→ What the task asks
The only acceptable output is every entry, printed exactly.

*** Dataset ***

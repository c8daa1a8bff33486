// handlers/admin/settings.rs - settings management API (JSON, admin only)

use axum::{
    extract::{rejection::JsonRejection, Path, State},
    Json,
};
use serde::Deserialize;

use crate::error::ApiError;
use crate::middleware::{AdminSession, ApiResponse, ApiResult};
use crate::settings::{validate_update, Setting, SettingUpdate};
use crate::state::AppState;

/// GET /api/admin/settings - every setting with its metadata
pub async fn settings_list(State(state): State<AppState>, _admin: AdminSession) -> ApiResult<Vec<Setting>> {
    let settings = state.settings.resolve().await?;
    Ok(ApiResponse::success(settings))
}

/// GET /api/admin/settings/:key
pub async fn setting_get(
    State(state): State<AppState>,
    _admin: AdminSession,
    Path(key): Path<String>,
) -> ApiResult<Setting> {
    let setting = state.settings.get(&key).await?;
    Ok(ApiResponse::success(setting))
}

#[derive(Debug, Deserialize)]
pub struct SettingsUpdateRequest {
    pub settings: Vec<SettingUpdate>,
}

/// PUT /api/admin/settings - validated bulk write
///
/// ```json
/// { "settings": [ { "key": "siteTitle", "value": "Notes", "category": "general" } ] }
/// ```
pub async fn settings_put(
    State(state): State<AppState>,
    admin: AdminSession,
    payload: Result<Json<SettingsUpdateRequest>, JsonRejection>,
) -> ApiResult<Vec<Setting>> {
    let Json(request) = payload.map_err(|e| ApiError::bad_request(format!("Invalid request body: {}", e.body_text())))?;

    validate_update(&request.settings)
        .map_err(|field_errors| ApiError::validation_error("Invalid settings", Some(field_errors)))?;

    tracing::info!(user_id = %admin.user_id, count = request.settings.len(), "Admin settings update");
    let written = state.settings.apply_updates(request.settings).await?;

    Ok(ApiResponse::success(written))
}
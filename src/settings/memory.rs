use async_trait::async_trait;
use std::collections::BTreeMap;
use tokio::sync::RwLock;

use super::{Setting, SettingsError, SettingsStore};

/// Process-local settings store for development and tests.
///
/// Every batch write runs under one write lock, so racing seeders see each
/// other's writes and readers never observe half a batch.
#[derive(Debug, Default)]
pub struct MemorySettingsStore {
    entries: RwLock<BTreeMap<String, Setting>>,
}

impl MemorySettingsStore {
    pub fn new() -> Self {
        Self::default()
    }

    pub fn with_settings(settings: impl IntoIterator<Item = Setting>) -> Self {
        let entries = settings.into_iter().map(|s| (s.key.clone(), s)).collect();
        Self {
            entries: RwLock::new(entries),
        }
    }
}

#[async_trait]
impl SettingsStore for MemorySettingsStore {
    async fn fetch_all(&self) -> Result<Vec<Setting>, SettingsError> {
        Ok(self.entries.read().await.values().cloned().collect())
    }

    async fn get(&self, key: &str) -> Result<Option<Setting>, SettingsError> {
        Ok(self.entries.read().await.get(key).cloned())
    }

    async fn insert_if_absent(&self, settings: &[Setting]) -> Result<u64, SettingsError> {
        let mut entries = self.entries.write().await;
        let mut inserted = 0;
        for setting in settings {
            if !entries.contains_key(&setting.key) {
                entries.insert(setting.key.clone(), setting.clone());
                inserted += 1;
            }
        }
        Ok(inserted)
    }

    async fn upsert_many(&self, settings: &[Setting]) -> Result<(), SettingsError> {
        let mut entries = self.entries.write().await;
        for setting in settings {
            entries.insert(setting.key.clone(), setting.clone());
        }
        Ok(())
    }

    async fn health_check(&self) -> Result<(), SettingsError> {
        Ok(())
    }
}
pub mod manager;

pub use manager::{DatabaseError, DatabaseManager};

***

→ Solved exercise
repository c8daa1a8bff33486
// handlers/admin/settings.rs - settings management API (JSON, admin only)

use axum::{
    extract::{rejection::JsonRejection, Path, State},
    Json,
};
use serde::Deserialize;

use crate::error::ApiError;
use crate::middleware::{AdminSession, ApiResponse, ApiResult};
use crate::settings::{validate_update, Setting, SettingUpdate};
use crate::state::AppState;

/// GET /api/admin/settings - every setting with its metadata
pub async fn settings_list(State(state): State<AppState>, _admin: AdminSession) -> ApiResult<Vec<Setting>> {
    let settings = state.settings.resolve().await?;
    Ok(ApiResponse::success(settings))
}

/// GET /api/admin/settings/:key
pub async fn setting_get(
    State(state): State<AppState>,
    _admin: AdminSession,
    Path(key): Path<String>,
) -> ApiResult<Setting> {
    let setting = state.settings.get(&key).await?;
    Ok(ApiResponse::success(setting))
}

#[derive(Debug, Deserialize)]
pub struct SettingsUpdateRequest {
    pub settings: Vec<SettingUpdate>,
}

/// PUT /api/admin/settings - validated bulk write
///
/// ```json
/// { "settings": [ { "key": "siteTitle", "value": "Notes", "category": "general" } ] }
/// ```
pub async fn settings_put(
    State(state): State<AppState>,
    admin: AdminSession,
    payload: Result<Json<SettingsUpdateRequest>, JsonRejection>,
) -> ApiResult<Vec<Setting>> {
    let Json(request) = payload.map_err(|e| ApiError::bad_request(format!("Invalid request body: {}", e.body_text())))?;

    validate_update(&request.settings)
        .map_err(|field_errors| ApiError::validation_error("Invalid settings", Some(field_errors)))?;

    tracing::info!(user_id = %admin.user_id, count = request.settings.len(), "Admin settings update");
    let written = state.settings.apply_updates(request.settings).await?;

    Ok(ApiResponse::success(written))
}
filename src/settings/memory.rs
use async_trait::async_trait;
use std::collections::BTreeMap;
use tokio::sync::RwLock;

use super::{Setting, SettingsError, SettingsStore};

/// Process-local settings store for development and tests.
///
/// Every batch write runs under one write lock, so racing seeders see each
/// other's writes and readers never observe half a batch.
#[derive(Debug, Default)]
pub struct MemorySettingsStore {
    entries: RwLock<BTreeMap<String, Setting>>,
}

impl MemorySettingsStore {
    pub fn new() -> Self {
        Self::default()
    }

    pub fn with_settings(settings: impl IntoIterator<Item = Setting>) -> Self {
        let entries = settings.into_iter().map(|s| (s.key.clone(), s)).collect();
        Self {
            entries: RwLock::new(entries),
        }
    }
}

#[async_trait]
impl SettingsStore for MemorySettingsStore {
    async fn fetch_all(&self) -> Result<Vec<Setting>, SettingsError> {
        Ok(self.entries.read().await.values().cloned().collect())
    }

    async fn get(&self, key: &str) -> Result<Option<Setting>, SettingsError> {
        Ok(self.entries.read().await.get(key).cloned())
    }

    async fn insert_if_absent(&self, settings: &[Setting]) -> Result<u64, SettingsError> {
        let mut entries = self.entries.write().await;
        let mut inserted = 0;
        for setting in settings {
            if !entries.contains_key(&setting.key) {
                entries.insert(setting.key.clone(), setting.clone());
                inserted += 1;
            }
        }
        Ok(inserted)
    }

    async fn upsert_many(&self, settings: &[Setting]) -> Result<(), SettingsError> {
        let mut entries = self.entries.write().await;
        for setting in settings {
            entries.insert(setting.key.clone(), setting.clone());
        }
        Ok(())
    }

    async fn health_check(&self) -> Result<(), SettingsError> {
        Ok(())
    }
}
pub mod manager;

pub use manager::{DatabaseError, DatabaseManager};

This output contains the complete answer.